The Skatalites – “Malcolm X”

(music: The Skatalites – “Malcolm X”)

Jeff Mao

Had the record store been pretty much established as far as a retail outlet in the city? Were there other places that were as big and where people would go to get their music?

Clive Chin

There were only two distributors at that time. It was Randy’s and another store uptown called K.G. That was run by another prominent Chinese Jamaican. [Chuckles] Alright. I noticed you kind of laughed as I said prominent Chinese Jamaican, but one does not understand that the Chinese played a pretty major role in the music industry from Jamaica. You just don’t have the Coxsone Dodds or the Duke Reids or the Pottingers or the Lee Perrys or the Marleys. When you look back on the history party of it, you looking back on the Lees, the Chins, the Wongs, the Yaps, it’s amazing.

But we were one of the largest record distributors at that time in Jamaica. People from all parishes would come to Kingston and purchase their supply of records and take them back, whether they came from as far as Negril Point, or Port Antonio, or Montego Bay, or Spanish Town, or wherever from the island. They came straight into Kingston and we were very central. That is probably one of the pluses that Randy’s had, we weren’t in any back streets or any alleys that you had to get a map to find us. We were just central as you came off the country bus, Randy’s was right there. And you could hear the music. It’s not like you couldn’t hear the music, it was just pounding, especially on a Thursday or Friday afternoon. It was amazing.

Jeff Mao

[Looking at photograph] That is a image of your father in the store, correct?

Clive Chin

Yes, that is correct. That is June on the left – no, actually June is on the right looking on the screen and Millie Small is on the left holding her big hit “My Boy Lollipop,” which was a huge hit for her in [...] was released from prison. While he was away he wrote a song and he said to my dad when he was released that this song should be recorded. It’s about his life and is called “Such Is Life.”
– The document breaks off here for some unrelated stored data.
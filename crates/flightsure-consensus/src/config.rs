//! Consensus parameters
//!
//! Embedded verbatim in the node's TOML configuration, so every field has a
//! serde default.

use flightsure_core::constants::ONE_ETHER;
use flightsure_core::error::{FlightSureError, Result};
use flightsure_core::types::Amount;
use serde::{Deserialize, Serialize};

/// Smallest ledger units per gwei. Config amounts are written in gwei so they
/// fit TOML's 64-bit integers.
pub const WEI_PER_GWEI: Amount = 1_000_000_000;

/// Oracle network parameters
#[derive(Clone, Debug, Serialize, Deserialize)]
pub struct OracleConfig {
    /// Indexes are drawn from `[0, index_bound)`
    #[serde(default = "default_index_bound")]
    pub index_bound: u16,

    /// Draw counter wraps to zero when it reaches this value
    #[serde(default = "default_nonce_ceiling")]
    pub nonce_ceiling: u32,

    /// Distinct agreeing oracles required to finalize a status
    #[serde(default = "default_min_responses")]
    pub min_responses: usize,

    /// Registration fee in gwei
    #[serde(default = "default_registration_fee_gwei")]
    pub registration_fee_gwei: u64,

    /// Open requests close unanswered after this many seconds (never if unset)
    #[serde(default)]
    pub request_ttl_secs: Option<u64>,
}

fn default_index_bound() -> u16 {
    10
}

fn default_nonce_ceiling() -> u32 {
    256
}

fn default_min_responses() -> usize {
    3
}

fn default_registration_fee_gwei() -> u64 {
    (ONE_ETHER / WEI_PER_GWEI) as u64
}

impl Default for OracleConfig {
    fn default() -> Self {
        Self {
            index_bound: default_index_bound(),
            nonce_ceiling: default_nonce_ceiling(),
            min_responses: default_min_responses(),
            registration_fee_gwei: default_registration_fee_gwei(),
            request_ttl_secs: None,
        }
    }
}

impl OracleConfig {
    pub fn registration_fee(&self) -> Amount {
        self.registration_fee_gwei as Amount * WEI_PER_GWEI
    }

    pub fn validate(&self) -> Result<()> {
        if !(3..=256).contains(&self.index_bound) {
            return Err(FlightSureError::OutOfRange {
                what: "index bound",
                value: self.index_bound as u64,
            });
        }
        if self.nonce_ceiling == 0 {
            return Err(FlightSureError::OutOfRange {
                what: "nonce ceiling",
                value: 0,
            });
        }
        if self.min_responses == 0 {
            return Err(FlightSureError::OutOfRange {
                what: "min responses",
                value: 0,
            });
        }
        Ok(())
    }
}

/// How many votes admit a candidate once the electorate is large enough
#[derive(Clone, Copy, Debug, Default, PartialEq, Eq, Serialize, Deserialize)]
#[serde(rename_all = "snake_case")]
pub enum QuorumRule {
    /// `N / 2` (integer division): exactly half suffices when N is even
    #[default]
    FloorHalf,

    /// `N / 2 + 1`
    StrictMajority,
}

impl QuorumRule {
    /// Votes required with `airlines` registered airlines
    pub fn required(&self, airlines: usize) -> usize {
        match self {
            QuorumRule::FloorHalf => airlines / 2,
            QuorumRule::StrictMajority => airlines / 2 + 1,
        }
    }
}

/// Airline admission parameters
#[derive(Clone, Debug, Serialize, Deserialize)]
pub struct AdmissionConfig {
    /// Below this many registered airlines any funded airline admits alone
    #[serde(default = "default_min_consensus_airlines")]
    pub min_consensus_airlines: usize,

    #[serde(default)]
    pub quorum_rule: QuorumRule,

    /// Pending vote records reset after this many seconds (never if unset)
    #[serde(default)]
    pub vote_ttl_secs: Option<u64>,
}

fn default_min_consensus_airlines() -> usize {
    4
}

impl Default for AdmissionConfig {
    fn default() -> Self {
        Self {
            min_consensus_airlines: default_min_consensus_airlines(),
            quorum_rule: QuorumRule::default(),
            vote_ttl_secs: None,
        }
    }
}
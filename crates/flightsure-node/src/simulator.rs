//! # Oracle Simulator
//!
//! Stands in for off-chain oracle operators. Registers a fleet of oracles,
//! watches the event bus for `RequestOpened` and answers from every oracle
//! holding the announced index.
//!
//! Late reports after finalization are rejected by the aggregator; the
//! simulator logs them and keeps going.

use crate::service::FlightSure;
use flightsure_consensus::OracleEvent;
use flightsure_core::constants::INDEXES_PER_ORACLE;
use flightsure_core::error::Result;
use flightsure_core::types::{FlightRef, Identity, OracleIndex, StatusCode, Timestamp};
use rand::{Rng, SeedableRng};
use rand_chacha::ChaCha20Rng;
use serde::{Deserialize, Serialize};
use std::sync::Arc;
use tokio::sync::broadcast::error::RecvError;
use tokio::sync::{broadcast, mpsc};
use tracing::{debug, info, warn};

/// How simulated oracles pick the status they report
#[derive(Clone, Copy, Debug, PartialEq, Eq, Serialize, Deserialize)]
pub enum StatusPolicy {
    /// Every oracle reports the same status
    Fixed(StatusCode),
    /// Each report is drawn uniformly from all status codes
    Random { seed: u64 },
}

#[derive(Clone, Copy, Debug, PartialEq, Eq, Serialize, Deserialize)]
pub struct SimulatedOracle {
    pub identity: Identity,
    pub indexes: [OracleIndex; INDEXES_PER_ORACLE],
}

/// Counters for one simulator run
#[derive(Clone, Debug, Default, PartialEq, Eq, Serialize, Deserialize)]
pub struct SimulatorStats {
    pub requests_seen: usize,
    pub reports_accepted: usize,
    pub reports_rejected: usize,
    pub finalized: usize,
}

pub struct OracleSimulator {
    service: Arc<FlightSure>,
    oracles: Vec<SimulatedOracle>,
    policy: StatusPolicy,
    rng: ChaCha20Rng,
    events: broadcast::Receiver<OracleEvent>,
    stats: SimulatorStats,
}

impl OracleSimulator {
    /// Register `count` oracles labelled `oracle-0..` and subscribe to the bus
    pub fn register(service: Arc<FlightSure>, count: usize, policy: StatusPolicy) -> Result<Self> {
        let events = service.subscribe();
        let fee = service.registration_fee();

        let mut oracles = Vec::with_capacity(count);
        for i in 0..count {
            let identity = Identity::from_label(&format!("oracle-{}", i));
            let indexes = service.register_oracle(identity, fee)?;
            oracles.push(SimulatedOracle { identity, indexes });
        }
        info!(count, ?policy, "Simulated oracles registered");

        let seed = match policy {
            StatusPolicy::Random { seed } => seed,
            StatusPolicy::Fixed(_) => 0,
        };
        Ok(Self {
            service,
            oracles,
            policy,
            rng: ChaCha20Rng::seed_from_u64(seed),
            events,
            stats: SimulatorStats::default(),
        })
    }

    pub fn oracles(&self) -> &[SimulatedOracle] {
        &self.oracles
    }

    pub fn stats(&self) -> &SimulatorStats {
        &self.stats
    }

    fn next_status(&mut self) -> StatusCode {
        match self.policy {
            StatusPolicy::Fixed(status) => status,
            StatusPolicy::Random { .. } => {
                StatusCode::ALL[self.rng.gen_range(0..StatusCode::ALL.len())]
            }
        }
    }

    /// Submit a report from every oracle holding `index`
    pub fn respond(&mut self, index: OracleIndex, flight: &FlightRef, timestamp: Timestamp) {
        let holders: Vec<Identity> = self
            .service
            .oracles_holding(index)
            .into_iter()
            .filter(|holder| self.oracles.iter().any(|o| o.identity == *holder))
            .collect();
        debug!(index, %flight, holders = holders.len(), "Answering status request");

        for oracle in holders {
            let status = self.next_status();
            match self
                .service
                .submit_oracle_response(oracle, index, flight, timestamp, status.as_u8())
            {
                Ok(outcome) => {
                    self.stats.reports_accepted += 1;
                    if outcome.is_finalized() {
                        self.stats.finalized += 1;
                    }
                }
                Err(e) => {
                    self.stats.reports_rejected += 1;
                    warn!(%oracle, index, %flight, error = %e, "Oracle report rejected");
                }
            }
        }
    }

    /// Answer requests until a shutdown signal arrives
    pub async fn run(mut self, mut shutdown_rx: mpsc::Receiver<()>) -> SimulatorStats {
        info!(oracles = self.oracles.len(), "Oracle simulator started");
        loop {
            tokio::select! {
                _ = shutdown_rx.recv() => {
                    info!("Oracle simulator shutting down");
                    break;
                }
                event = self.events.recv() => match event {
                    Ok(OracleEvent::RequestOpened { index, flight, timestamp, .. }) => {
                        self.stats.requests_seen += 1;
                        self.respond(index, &flight, timestamp);
                    }
                    Ok(_) => {}
                    Err(RecvError::Lagged(skipped)) => {
                        warn!(skipped, "Oracle simulator lagged behind the event bus");
                    }
                    Err(RecvError::Closed) => break,
                }
            }
        }
        self.stats
    }
}
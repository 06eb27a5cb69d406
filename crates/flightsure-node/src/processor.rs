//! Applies finalized flight statuses to the insurance ledger

use flightsure_core::ledger::{InsureeLedger, StatusSink};
use flightsure_core::types::{FlightRef, StatusCode, Timestamp};
use parking_lot::RwLock;
use std::collections::HashMap;
use std::sync::Arc;
use tracing::info;

/// Records every finalized status and credits insurees on airline delays
pub struct FlightStatusProcessor {
    insurees: Arc<dyn InsureeLedger>,
    statuses: RwLock<HashMap<(FlightRef, Timestamp), StatusCode>>,
}

impl FlightStatusProcessor {
    pub fn new(insurees: Arc<dyn InsureeLedger>) -> Self {
        Self {
            insurees,
            statuses: RwLock::new(HashMap::new()),
        }
    }

    /// Last finalized status for a flight
    pub fn status_of(&self, flight: &FlightRef, timestamp: Timestamp) -> Option<StatusCode> {
        self.statuses.read().get(&(flight.clone(), timestamp)).copied()
    }

    pub fn processed_count(&self) -> usize {
        self.statuses.read().len()
    }
}

impl StatusSink for FlightStatusProcessor {
    fn on_status_finalized(&self, flight: &FlightRef, timestamp: Timestamp, status: StatusCode) {
        self.statuses.write().insert((flight.clone(), timestamp), status);

        if status.is_compensable() {
            let credited = self.insurees.credit_insurees(flight, timestamp);
            info!(%flight, timestamp, %status, credited, "Compensable delay processed");
        } else {
            info!(%flight, timestamp, %status, "Flight status processed");
        }
    }
}
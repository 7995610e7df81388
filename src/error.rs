//! Error types for kanafold
//!
//! Normalization itself never fails: every rule and normalizer is a total
//! function over text. Errors only arise while *building* rules (bad patterns,
//! bad definitions) and while loading configuration.

use std::path::PathBuf;

/// Rule-related errors
#[derive(Debug, thiserror::Error)]
pub enum RuleError {
    /// Invalid rule definition
    #[error("Invalid rule definition: {0}")]
    InvalidDefinition(String),

    /// Invalid regex pattern
    #[error("Invalid regex pattern: {0}")]
    InvalidRegex(String),

    /// A recursive rule kept changing the text past the round limit
    #[error("Rule '{pattern}' did not converge after {rounds} rounds")]
    NonConvergent { pattern: String, rounds: usize },
}

/// Configuration-related errors
#[derive(Debug, thiserror::Error)]
pub enum ConfigError {
    /// I/O error reading the configuration file
    #[error("I/O error: {0}")]
    Io(#[from] std::io::Error),

    /// TOML syntax or shape error
    #[error("Parse error: {0}")]
    Parse(#[from] toml::de::Error),

    /// Semantically invalid configuration
    #[error("Validation error: {0}")]
    Validation(String),

    /// An extra rule in the configuration is invalid
    #[error("Rule error: {0}")]
    Rule(#[from] RuleError),
}

/// Top-level error type for kanafold
#[derive(Debug, thiserror::Error)]
pub enum KanafoldError {
    /// Configuration error
    #[error("Configuration error: {0}")]
    Config(#[from] ConfigError),

    /// Rule error
    #[error("Rule error: {0}")]
    Rule(#[from] RuleError),

    /// Input file is not valid UTF-8 text
    #[error("Cannot read {file} as text: {message}")]
    Input { file: PathBuf, message: String },

    /// I/O error
    #[error("I/O error: {0}")]
    Io(#[from] std::io::Error),
}

#[cfg(test)]
mod tests {
    use super::*;

    #[test]
    fn test_rule_error_into_top_level() {
        let err: KanafoldError = RuleError::InvalidRegex("[".to_string()).into();
        assert!(matches!(err, KanafoldError::Rule(_)));
        assert_eq!(err.to_string(), "Rule error: Invalid regex pattern: [");
    }

    #[test]
    fn test_non_convergent_display() {
        let err = RuleError::NonConvergent {
            pattern: "a".to_string(),
            rounds: 3,
        };
        assert_eq!(err.to_string(), "Rule 'a' did not converge after 3 rounds");
    }

    #[test]
    fn test_config_error_wraps_rule_error() {
        let err: ConfigError = RuleError::InvalidDefinition("empty".to_string()).into();
        let top: KanafoldError = err.into();
        assert!(top.to_string().contains("empty"));
    }

    #[test]
    fn test_input_error_mentions_file() {
        let err = KanafoldError::Input {
            file: PathBuf::from("notes/memo.txt"),
            message: "invalid UTF-8".to_string(),
        };
        assert!(err.to_string().contains("notes/memo.txt"));
    }
}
Lord Creator – “Such Is Life”

(music: Lord Creator – “Such Is Life”)

Jeff Mao

What sort of American records were making an influence on people in Jamaica? His style was very smooth in this song. Would you say that there was an obvious influence of any particular artist or style from American R&B of this time?

Clive Chin

Yeah, there were a lot of R&B songs and a lot of good instrument songs. I grew up listening to bands from the ‘60s. The Beatles were one of my top-of-the-line groups, but there were other groups, like The Doors – I go crazy when I hear those guys. But then there are other guys that came towards the late ‘60s, like The Meters, Booker T. and The M.G.’s, The Crusaders and The Who. We listened to a lot of foreign records. I would fall in love with certain songs that to me were pretty much down my alley. I covered The Young-Holt Unlimited, “Please, Sunrise, Please” on my debut album, This Is Augustus Pablo. That song was just awesome. The piano played a melody and then I had a melodica do the harmony, the backup harmony. It’s very tickling. It’s not a dance music, but it is a very relaxing music.

Jeff Mao

We’re getting to the point now where Randy’s is established as not only a record store, but also a label, and very soon after as a studio, which is where you became directly even more involved.

Clive Chin

Yeah, I became involved in the late ‘60s. I can remember back when the studio was being built in ‘68, I was still attending school at that time, I was 14. By the time the studio was operative in the spring of ‘69, I was fully in gear. I mean, I lost a chunk of my youthful childhood days not playing cricket or football, or even hanging out with my friends and checking a girlfriend or something like that – I spent a good number of hours down at the studio, just looking curiously, getting involved, mingling with the musicians and asking curious questions like, “How do you do this? How do you do that?” I started back in ‘69 at the age of 15.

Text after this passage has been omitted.